-- Material for this task follows --

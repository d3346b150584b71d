use anyhow::{bail, Context, Result};
use std::io::{self, BufRead, Write};

/// 交互式输入来源
pub trait Prompter {
    /// 询问是/否，仅 "y"/"yes"（不区分大小写）视为是
    fn ask_yes_no(&mut self, question: &str) -> Result<bool>;

    /// 询问一行文本，返回去除首尾空白后的内容
    fn ask_line(&mut self, question: &str) -> Result<String>;
}

pub fn is_affirmative(answer: &str) -> bool {
    matches!(answer.trim().to_lowercase().as_str(), "y" | "yes")
}

/// 基于终端（或任意 BufRead/Write）的实现
pub struct TerminalPrompter<R, W> {
    input: R,
    output: W,
}

impl TerminalPrompter<io::StdinLock<'static>, io::Stdout> {
    pub fn stdio() -> Self {
        Self::new(io::stdin().lock(), io::stdout())
    }
}

impl<R: BufRead, W: Write> TerminalPrompter<R, W> {
    pub fn new(input: R, output: W) -> Self {
        Self { input, output }
    }

    fn read_answer(&mut self, question: &str) -> Result<String> {
        write!(self.output, "{}", question)?;
        self.output.flush()?;

        let mut line = String::new();
        let read = self
            .input
            .read_line(&mut line)
            .context("error reading input")?;
        if read == 0 {
            bail!("error reading input: unexpected end of input");
        }
        Ok(line)
    }
}

impl<R: BufRead, W: Write> Prompter for TerminalPrompter<R, W> {
    fn ask_yes_no(&mut self, question: &str) -> Result<bool> {
        let answer = self.read_answer(question)?;
        Ok(is_affirmative(&answer))
    }

    fn ask_line(&mut self, question: &str) -> Result<String> {
        let answer = self.read_answer(question)?;
        Ok(answer.trim().to_string())
    }
}
/// Square map side length in map units.
pub const MAP_SIZE: f32 = 800.0;

/// Inset of the sub-square spawn points are sampled from.
pub const SPAWN_PADDING: f32 = 40.0;

/// Minimum distance (along y) between a spawn point and the diagonal seam.
pub const SPAWN_MARGIN: f32 = 80.0;

/// Rejection-sampling attempts before falling back to a fixed spawn point.
pub const SPAWN_MAX_ATTEMPTS: u32 = 100;

/// Geometry of the two-triangle map.
#[derive(Debug, Clone, Copy)]
pub struct MapTuning {
    pub size: f32,
    pub spawn_padding: f32,
    pub spawn_margin: f32,
    pub spawn_max_attempts: u32,
}

impl Default for MapTuning {
    fn default() -> Self {
        Self {
            size: MAP_SIZE,
            spawn_padding: SPAWN_PADDING,
            spawn_margin: SPAWN_MARGIN,
            spawn_max_attempts: SPAWN_MAX_ATTEMPTS,
        }
    }
}
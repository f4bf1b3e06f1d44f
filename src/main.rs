#[tokio::main]
async fn main() -> std::io::Result<()> {
    snowball_server::run_with_config().await
}
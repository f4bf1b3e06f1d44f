// Use-case level inputs/outputs for the room loop.

use crate::domain::{Agent, EngineEvent, Phase, Projectile, Team, Winner};
use tokio::sync::oneshot;

#[derive(Debug)]
pub enum GameEvent {
    Join {
        player_id: String,
        name: String,
        team: Option<Team>,
        // Receives the team the room actually assigned.
        reply: Option<oneshot::Sender<Team>>,
    },
    Leave {
        player_id: String,
    },
    Move {
        player_id: String,
        dx: f32,
        dy: f32,
    },
    Throw {
        player_id: String,
        charge_level: f32,
    },
    StartMatch,
}

#[derive(Debug, Clone, PartialEq)]
pub enum ServerState {
    Lobby,
    MatchRunning,
    MatchEnded { winner: Winner },
}

#[derive(Debug, Clone)]
pub struct WorldUpdate {
    pub tick: u64,
    pub phase: Phase,
    pub winner: Option<Winner>,
    pub agents: Vec<Agent>,
    pub projectiles: Vec<Projectile>,
    // Engine notifications emitted since the previous update.
    pub events: Vec<EngineEvent>,
}
// Domain-level simulation entities and snapshot types.

use std::fmt;

#[derive(Debug, Clone, Copy, PartialEq, Eq, Hash)]
pub enum Team {
    Red,
    Blue,
}

impl Team {
    pub const ALL: [Team; 2] = [Team::Red, Team::Blue];
}

impl fmt::Display for Team {
    fn fmt(&self, f: &mut fmt::Formatter<'_>) -> fmt::Result {
        match self {
            Team::Red => f.write_str("red"),
            Team::Blue => f.write_str("blue"),
        }
    }
}

/// Match lifecycle. Transitions only move forward: lobby -> playing -> ended.
#[derive(Debug, Clone, Copy, PartialEq, Eq)]
pub enum Phase {
    Lobby,
    Playing,
    Ended,
}

#[derive(Debug, Clone, Copy, PartialEq, Eq)]
pub enum Winner {
    Red,
    Blue,
    Draw,
}

impl From<Team> for Winner {
    fn from(team: Team) -> Self {
        match team {
            Team::Red => Winner::Red,
            Team::Blue => Winner::Blue,
        }
    }
}

/// One participant, human or bot.
#[derive(Debug, Clone, PartialEq)]
pub struct Agent {
    pub id: String,
    pub name: String,
    pub team: Team,
    pub is_bot: bool,

    pub x: f32,
    pub y: f32,

    // Never negative. Stunned agents keep absorbing hits without losing more.
    pub energy: i32,
    pub is_stunned: bool,
}

impl Agent {
    pub fn new(
        id: impl Into<String>,
        name: impl Into<String>,
        team: Team,
        is_bot: bool,
        energy: i32,
    ) -> Self {
        Self {
            id: id.into(),
            name: name.into(),
            team,
            is_bot,
            x: 0.0,
            y: 0.0,
            energy,
            is_stunned: false,
        }
    }
}

/// A thrown snowball. Velocity and damage are fixed at creation.
#[derive(Debug, Clone, PartialEq)]
pub struct Projectile {
    pub id: String,
    pub owner_id: String,
    // Copied from the thrower at throw time.
    pub team: Team,
    pub x: f32,
    pub y: f32,
    pub vx: f32,
    pub vy: f32,
    pub damage: i32,
}

/// Match-level state shared with listeners on phase changes.
#[derive(Debug, Clone, PartialEq)]
pub struct MatchSnapshot {
    pub phase: Phase,
    pub winner: Option<Winner>,
    pub map_size: f32,
}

-- Material for this task concluded --

### Problem details
Word for word, copy the listing above in its entirety.

### Answer space
repository d3346b150584b71d
use anyhow::{bail, Context, Result};
use std::io::{self, BufRead, Write};

/// 交互式输入来源
pub trait Prompter {
    /// 询问是/否，仅 "y"/"yes"（不区分大小写）视为是
    fn ask_yes_no(&mut self, question: &str) -> Result<bool>;

    /// 询问一行文本，返回去除首尾空白后的内容
    fn ask_line(&mut self, question: &str) -> Result<String>;
}

pub fn is_affirmative(answer: &str) -> bool {
    matches!(answer.trim().to_lowercase().as_str(), "y" | "yes")
}

/// 基于终端（或任意 BufRead/Write）的实现
pub struct TerminalPrompter<R, W> {
    input: R,
    output: W,
}

impl TerminalPrompter<io::StdinLock<'static>, io::Stdout> {
    pub fn stdio() -> Self {
        Self::new(io::stdin().lock(), io::stdout())
    }
}

impl<R: BufRead, W: Write> TerminalPrompter<R, W> {
    pub fn new(input: R, output: W) -> Self {
        Self { input, output }
    }

    fn read_answer(&mut self, question: &str) -> Result<String> {
        write!(self.output, "{}", question)?;
        self.output.flush()?;

        let mut line = String::new();
        let read = self
            .input
            .read_line(&mut line)
            .context("error reading input")?;
        if read == 0 {
            bail!("error reading input: unexpected end of input");
        }
        Ok(line)
    }
}

impl<R: BufRead, W: Write> Prompter for TerminalPrompter<R, W> {
    fn ask_yes_no(&mut self, question: &str) -> Result<bool> {
        let answer = self.read_answer(question)?;
        Ok(is_affirmative(&answer))
    }

    fn ask_line(&mut self, question: &str) -> Result<String> {
        let answer = self.read_answer(question)?;
        Ok(answer.trim().to_string())
    }
}
/// Square map side length in map units.
pub const MAP_SIZE: f32 = 800.0;

/// Inset of the sub-square spawn points are sampled from.
pub const SPAWN_PADDING: f32 = 40.0;

/// Minimum distance (along y) between a spawn point and the diagonal seam.
pub const SPAWN_MARGIN: f32 = 80.0;

/// Rejection-sampling attempts before falling back to a fixed spawn point.
pub const SPAWN_MAX_ATTEMPTS: u32 = 100;

/// Geometry of the two-triangle map.
#[derive(Debug, Clone, Copy)]
pub struct MapTuning {
    pub size: f32,
    pub spawn_padding: f32,
    pub spawn_margin: f32,
    pub spawn_max_attempts: u32,
}

impl Default for MapTuning {
    fn default() -> Self {
        Self {
            size: MAP_SIZE,
            spawn_padding: SPAWN_PADDING,
            spawn_margin: SPAWN_MARGIN,
            spawn_max_attempts: SPAWN_MAX_ATTEMPTS,
        }
    }
}
repository f4bf1b3e06f1d44f
filename src/main.rs
#[tokio::main]
async fn main() -> std::io::Result<()> {
    snowball_server::run_with_config().await
}
repository f4bf1b3e06f1d44f
// Use-case level inputs/outputs for the room loop.

use crate::domain::{Agent, EngineEvent, Phase, Projectile, Team, Winner};
use tokio::sync::oneshot;

#[derive(Debug)]
pub enum GameEvent {
    Join {
        player_id: String,
        name: String,
        team: Option<Team>,
        // Receives the team the room actually assigned.
        reply: Option<oneshot::Sender<Team>>,
    },
    Leave {
        player_id: String,
    },
    Move {
        player_id: String,
        dx: f32,
        dy: f32,
    },
    Throw {
        player_id: String,
        charge_level: f32,
    },
    StartMatch,
}

#[derive(Debug, Clone, PartialEq)]
pub enum ServerState {
    Lobby,
    MatchRunning,
    MatchEnded { winner: Winner },
}

#[derive(Debug, Clone)]
pub struct WorldUpdate {
    pub tick: u64,
    pub phase: Phase,
    pub winner: Option<Winner>,
    pub agents: Vec<Agent>,
    pub projectiles: Vec<Projectile>,
    // Engine notifications emitted since the previous update.
    pub events: Vec<EngineEvent>,
}
// Domain-level simulation entities and snapshot types.

use std::fmt;

#[derive(Debug, Clone, Copy, PartialEq, Eq, Hash)]
pub enum Team {
    Red,
    Blue,
}

impl Team {
    pub const ALL: [Team; 2] = [Team::Red, Team::Blue];
}

impl fmt::Display for Team {
    fn fmt(&self, f: &mut fmt::Formatter<'_>) -> fmt::Result {
        match self {
            Team::Red => f.write_str("red"),
            Team::Blue => f.write_str("blue"),
        }
    }
}

/// Match lifecycle. Transitions only move forward: lobby -> playing -> ended.
#[derive(Debug, Clone, Copy, PartialEq, Eq)]
pub enum Phase {
    Lobby,
    Playing,
    Ended,
}

#[derive(Debug, Clone, Copy, PartialEq, Eq)]
pub enum Winner {
    Red,
    Blue,
    Draw,
}

impl From<Team> for Winner {
    fn from(team: Team) -> Self {
        match team {
            Team::Red => Winner::Red,
            Team::Blue => Winner::Blue,
        }
    }
}

/// One participant, human or bot.
#[derive(Debug, Clone, PartialEq)]
pub struct Agent {
    pub id: String,
    pub name: String,
    pub team: Team,
    pub is_bot: bool,

    pub x: f32,
    pub y: f32,

    // Never negative. Stunned agents keep absorbing hits without losing more.
    pub energy: i32,
    pub is_stunned: bool,
}

impl Agent {
    pub fn new(
        id: impl Into<String>,
        name: impl Into<String>,
        team: Team,
        is_bot: bool,
        energy: i32,
    ) -> Self {
        Self {
            id: id.into(),
            name: name.into(),
            team,
            is_bot,
            x: 0.0,
            y: 0.0,
            energy,
            is_stunned: false,
        }
    }
}

/// A thrown snowball. Velocity and damage are fixed at creation.
#[derive(Debug, Clone, PartialEq)]
pub struct Projectile {
    pub id: String,
    pub owner_id: String,
    // Copied from the thrower at throw time.
    pub team: Team,
    pub x: f32,
    pub y: f32,
    pub vx: f32,
    pub vy: f32,
    pub damage: i32,
}

/// Match-level state shared with listeners on phase changes.
#[derive(Debug, Clone, PartialEq)]
pub struct MatchSnapshot {
    pub phase: Phase,
    pub winner: Option<Winner>,
    pub map_size: f32,
}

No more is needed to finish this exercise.